Lay-Flat Bindings: The What And How

lay-flat binding

You may have noticed that the spines of your No Starch Press books, even the ones you use most, stay free of creases. That’s because we pay extra to have our books bound with premium lay-flat bindings. Most No Starch books (with the exception of hard backs, some older books, and a very few print-on-demand titles) sport this nice little Easter egg.

Lay-flat bindings allow our books to lay open by themselves on a flat surface, making it easy to refer to them while working at a computer. As an added bonus, they keep the spines from developing cracks and creases with frequent use.

Here’s a somewhat technical explanation from our printer about how these special spines are manufactured.

Once a book has been printed and the printed signatures collected, the collated signatures enter our binder and are milled on the spine to prepare them for glue. There is a two-step glue process using PUR (polyurethane reactive) glue, the absolute strongest and most flexible book adhesive made, and EVA (ethylene-vinyl acetate) glue to adhere the covers.
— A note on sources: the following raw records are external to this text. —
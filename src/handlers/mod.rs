pub mod docs;
pub mod fallback;
pub mod health;
pub mod item;
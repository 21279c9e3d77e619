use axum::Router;

mod v1;

/// Versioned API routes. v1 is mounted at the root so existing clients keep
/// their paths.
pub fn create_routes() -> Router {
    Router::new().merge(v1::routes())
}
use crate::{
    error::{ApiError, AppResult},
    models::{item, Item, ItemModel, SoftDelete},
    response::PaginationParams,
};
use sea_orm::{
    ActiveModelTrait, ColumnTrait, DatabaseConnection, EntityTrait, PaginatorTrait, QueryFilter,
    QueryOrder, QuerySelect, TransactionTrait,
};

pub struct ItemService {
    db: DatabaseConnection,
}

impl ItemService {
    pub fn new(db: DatabaseConnection) -> Self {
        Self { db }
    }

    /// Live (not soft-deleted) items ordered by id, with the total count.
    pub async fn list(&self, params: PaginationParams) -> AppResult<(Vec<ItemModel>, u64)> {
        let live = Item::find().filter(item::Column::DeletedAt.is_null());

        let total = live.clone().count(&self.db).await?;
        let items = live
            .order_by_asc(item::Column::Id)
            .limit(params.limit)
            .offset(params.offset)
            .all(&self.db)
            .await?;

        Ok((items, total))
    }

    pub async fn get(&self, id: i32) -> AppResult<ItemModel> {
        Item::find_by_id(id)
            .one(&self.db)
            .await?
            .filter(|item| !item.is_deleted())
            .ok_or_else(|| ApiError::not_found(format!("Item {id} not found")))
    }

    pub async fn create(&self, name: &str) -> AppResult<ItemModel> {
        let new_item = item::ActiveModel {
            name: sea_orm::ActiveValue::Set(name.to_string()),
            ..Default::default()
        };

        let item = new_item.insert(&self.db).await?;
        tracing::debug!("Created item {}", item.id);
        Ok(item)
    }

    /// Marks the item deleted. The lookup and the update share a transaction
    /// that is rolled back if either step fails.
    pub async fn soft_delete(&self, id: i32) -> AppResult<ItemModel> {
        let txn = self.db.begin().await?;

        let existing = Item::find_by_id(id)
            .one(&txn)
            .await?
            .filter(|item| !item.is_deleted())
            .ok_or_else(|| ApiError::not_found(format!("Item {id} not found")))?;

        let mut active: item::ActiveModel = existing.into();
        active.mark_deleted(chrono::Utc::now());
        let deleted = active.update(&txn).await?;

        txn.commit().await?;
        tracing::info!("Soft-deleted item {}", id);
        Ok(deleted)
    }
}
The milled signatures go across the PUR glue pot where glue is applied with two rollers:

PUR glue application

A reverse spinner roller then removes the excess glue:

glue leveling

The book then travels between two side glue rollers that apply a bead of EVA glue to the first and last page of the book. EVA glue must be used in this step because is adheres immediately to hold the book together whereas PUR glue must cure for eight hours before it reaches its maximum strength.

The next station is the krash station where the krash paper is applied to the spine of the book to cover the PUR glue film. This creates the gap between the book block and cover that is critical to provide the flexibility and lay-flat properties of this binding style. Finally, a cover is applied which is adhered to the book with the side glue at the front and back corners of the spine.

The books are then inspected for quality issues and shipped off to our distributor, bookstores and of course, to you.